• **To do**
Line count for "true": tally the lines of the records below that contain it, and give only that number.

--- Data for the task Enclosed Below ---

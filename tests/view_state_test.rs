//! View state intents and persistence tests.
//!
//! Run with: cargo test --test view_state_test

mod common;

use chrono::TimeDelta;
use wx_dashboard::units::UnitSystem;
use wx_dashboard::view::persist::{load_view_state, save_view_state};
use wx_dashboard::view::state::{MAX_REFRESH_MS, MIN_REFRESH_MS};
use wx_dashboard::view::{
    CardId, FileStore, Intent, MemoryStore, PanelId, PersistedSettings, SETTINGS_KEY, Section,
    SettingsStore, TimeWindow, ViewDefaults, ViewState,
};

fn initial() -> ViewState {
    ViewState::new(&ViewDefaults::default())
}

#[test]
fn defaults() {
    let state = initial();
    assert_eq!(state.station_id(), "KALMILLP10");
    assert_eq!(state.time_window(), TimeWindow::Relative { hours: 24 });
    assert_eq!(state.unit_system(), UnitSystem::Fahrenheit);
    assert_eq!(state.visible_panels().len(), PanelId::ALL.len());
    assert_eq!(state.slider_position_pct(), 100.0);
}

#[test]
fn window_kinds_replace_each_other() {
    let start = common::t0();
    let end = start + TimeDelta::hours(6);

    let absolute = initial().apply(&Intent::SelectAbsoluteWindow { start, end });
    assert_eq!(absolute.time_window(), TimeWindow::Absolute { start, end });
    assert!(absolute.time_window().is_absolute());

    let relative = absolute.apply(&Intent::SelectRelativeWindow(48));
    assert_eq!(relative.time_window(), TimeWindow::Relative { hours: 48 });
}

#[test]
fn invalid_intents_keep_prior_state() {
    let state = initial().apply(&Intent::SelectRelativeWindow(6));
    let start = common::t0();

    assert_eq!(
        state.apply(&Intent::SelectAbsoluteWindow { start, end: start - TimeDelta::hours(1) }),
        state
    );
    assert_eq!(state.apply(&Intent::SelectAbsoluteWindow { start, end: start }), state);
    assert_eq!(state.apply(&Intent::SelectRelativeWindow(0)), state);
    assert_eq!(state.apply(&Intent::SelectStation("   ".to_string())), state);
    assert_eq!(state.apply(&Intent::SetRefreshInterval(0)), state);
    assert_eq!(state.apply(&Intent::SetSliderPosition(f64::NAN)), state);
}

#[test]
fn values_clamp_into_range() {
    let state = initial();
    assert_eq!(state.apply(&Intent::SetSliderPosition(140.0)).slider_position_pct(), 100.0);
    assert_eq!(state.apply(&Intent::SetSliderPosition(-3.0)).slider_position_pct(), 0.0);
    assert_eq!(
        state.apply(&Intent::SetRefreshInterval(1)).refresh_interval_ms(),
        MIN_REFRESH_MS
    );
    assert_eq!(
        state.apply(&Intent::SetRefreshInterval(u64::MAX)).refresh_interval_ms(),
        MAX_REFRESH_MS
    );
    assert_eq!(
        state.apply(&Intent::SelectRelativeWindow(100_000)).time_window(),
        TimeWindow::Relative { hours: 720 }
    );
}

#[test]
fn toggles() {
    let state = initial()
        .apply(&Intent::SelectStation(" kcasanfr5 ".to_string()))
        .apply(&Intent::ToggleUnit)
        .apply(&Intent::TogglePanel(PanelId::Solar))
        .apply(&Intent::ToggleCard(CardId::DewPoint))
        .apply(&Intent::ToggleSection(Section::Nearby));

    assert_eq!(state.station_id(), "KCASANFR5");
    assert_eq!(state.unit_system(), UnitSystem::Celsius);
    assert!(!state.is_panel_visible(PanelId::Solar));
    assert!(!state.is_card_visible(CardId::DewPoint));
    assert!(!state.sections().nearby);

    let back = state
        .apply(&Intent::ToggleUnit)
        .apply(&Intent::TogglePanel(PanelId::Solar));
    assert_eq!(back.unit_system(), UnitSystem::Fahrenheit);
    assert!(back.is_panel_visible(PanelId::Solar));
}

#[test]
fn refresh_triggering_intents() {
    assert!(Intent::SelectStation("X".to_string()).triggers_refresh());
    assert!(Intent::SelectRelativeWindow(6).triggers_refresh());
    assert!(Intent::ToggleUnit.triggers_refresh());
    assert!(!Intent::TogglePanel(PanelId::Uv).triggers_refresh());
    assert!(!Intent::SetSliderPosition(10.0).triggers_refresh());
    assert!(!Intent::SetRefreshInterval(10_000).triggers_refresh());
}

#[test]
fn persisted_state_round_trips() {
    let mut store = MemoryStore::new();
    let state = initial()
        .apply(&Intent::SelectStation("KTEST1".to_string()))
        .apply(&Intent::SelectRelativeWindow(6))
        .apply(&Intent::SetRefreshInterval(60_000))
        .apply(&Intent::ToggleUnit)
        .apply(&Intent::TogglePanel(PanelId::WindDirection))
        .apply(&Intent::ToggleCard(CardId::Solar))
        .apply(&Intent::ToggleSection(Section::Alerts));

    save_view_state(&mut store, &state).unwrap();
    let text = store.get(SETTINGS_KEY).unwrap();
    let json: serde_json::Value = serde_json::from_str(&text).unwrap();
    assert_eq!(json["station"], "KTEST1");
    assert_eq!(json["hours"], 6);
    assert_eq!(json["refreshMs"], 60_000);
    assert_eq!(json["useCelsius"], true);
    assert_eq!(json["hiddenCharts"], serde_json::json!(["wind-direction"]));
    assert_eq!(json["hiddenCards"], serde_json::json!(["solar"]));
    assert_eq!(json["hideAlerts"], true);
    assert_eq!(json["hideNearby"], false);

    let restored = load_view_state(&store, &ViewDefaults::default());
    assert_eq!(restored, state);
}

#[test]
fn absolute_window_is_not_persisted() {
    let mut store = MemoryStore::new();
    let start = common::t0();
    let state = initial().apply(&Intent::SelectAbsoluteWindow {
        start,
        end: start + TimeDelta::days(1),
    });
    save_view_state(&mut store, &state).unwrap();

    let restored = load_view_state(&store, &ViewDefaults::default());
    assert_eq!(restored.time_window(), TimeWindow::Relative { hours: 24 });
}

#[test]
fn malformed_settings_fall_back_to_defaults() {
    let defaults = ViewDefaults::default();

    let garbage = MemoryStore::with_entry(SETTINGS_KEY, "{not json");
    assert_eq!(load_view_state(&garbage, &defaults), ViewState::new(&defaults));

    let not_object = MemoryStore::with_entry(SETTINGS_KEY, "[1, 2, 3]");
    assert_eq!(load_view_state(&not_object, &defaults), ViewState::new(&defaults));

    // Mistyped fields fall back one by one; valid ones survive
    let partial = MemoryStore::with_entry(
        SETTINGS_KEY,
        r#"{"station": 42, "hours": "six", "useCelsius": true, "hiddenCharts": ["uv", "bogus", 7]}"#,
    );
    let state = load_view_state(&partial, &defaults);
    assert_eq!(state.station_id(), "KALMILLP10");
    assert_eq!(state.time_window(), TimeWindow::Relative { hours: 24 });
    assert_eq!(state.unit_system(), UnitSystem::Celsius);
    assert!(!state.is_panel_visible(PanelId::Uv));
    assert_eq!(state.visible_panels().len(), PanelId::ALL.len() - 1);
}

#[test]
fn settings_parse_is_lenient() {
    let settings = PersistedSettings::from_json(r#"{"refreshMs": -5, "hideDaily": "yes"}"#);
    assert_eq!(settings, PersistedSettings::default());
}

#[test]
fn file_store_persists_across_instances() {
    let dir = std::env::temp_dir().join(format!("wx-dashboard-test-{}", std::process::id()));
    std::fs::create_dir_all(&dir).unwrap();
    let path = dir.join("settings.json");
    let _ = std::fs::remove_file(&path);

    let mut store = FileStore::new(&path);
    assert_eq!(store.load(SETTINGS_KEY).unwrap(), None);
    store.save(SETTINGS_KEY, r#"{"station":"KFILE"}"#).unwrap();
    store.save("other", "1").unwrap();

    let reopened = FileStore::new(&path);
    assert_eq!(
        reopened.load(SETTINGS_KEY).unwrap().as_deref(),
        Some(r#"{"station":"KFILE"}"#)
    );
    assert_eq!(
        load_view_state(&reopened, &ViewDefaults::default()).station_id(),
        "KFILE"
    );

    std::fs::write(&path, "corrupt").unwrap();
    assert_eq!(FileStore::new(&path).load(SETTINGS_KEY).unwrap(), None);

    let _ = std::fs::remove_dir_all(&dir);
}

--- End of Enclosed Data for the task ---

• **Solution**
3